#### Material for this task:
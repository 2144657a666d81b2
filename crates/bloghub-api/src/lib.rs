//! # bloghub-api
//!
//! HTTP API layer for BlogHub built on Axum.
//!
//! Provides all REST endpoints, middleware (CORS, compression, request
//! logging), extractors, DTOs, and error mapping.

pub mod app;
pub mod dto;
pub mod error;
pub mod extractors;
pub mod handlers;
pub mod middleware;
pub mod router;
pub mod state;

pub use app::{build_app, run_server};
pub use state::AppState;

#### Activity:
Copy every record above exactly as it appears.

#### Output of the task:
repository 2144657a666d81b2
filename crates/bloghub-api/src/lib.rs
//! # bloghub-api
//!
//! HTTP API layer for BlogHub built on Axum.
//!
//! Provides all REST endpoints, middleware (CORS, compression, request
//! logging), extractors, DTOs, and error mapping.

pub mod app;
pub mod dto;
pub mod error;
pub mod extractors;
pub mod handlers;
pub mod middleware;
pub mod router;
pub mod state;

pub use app::{build_app, run_server};
pub use state::AppState;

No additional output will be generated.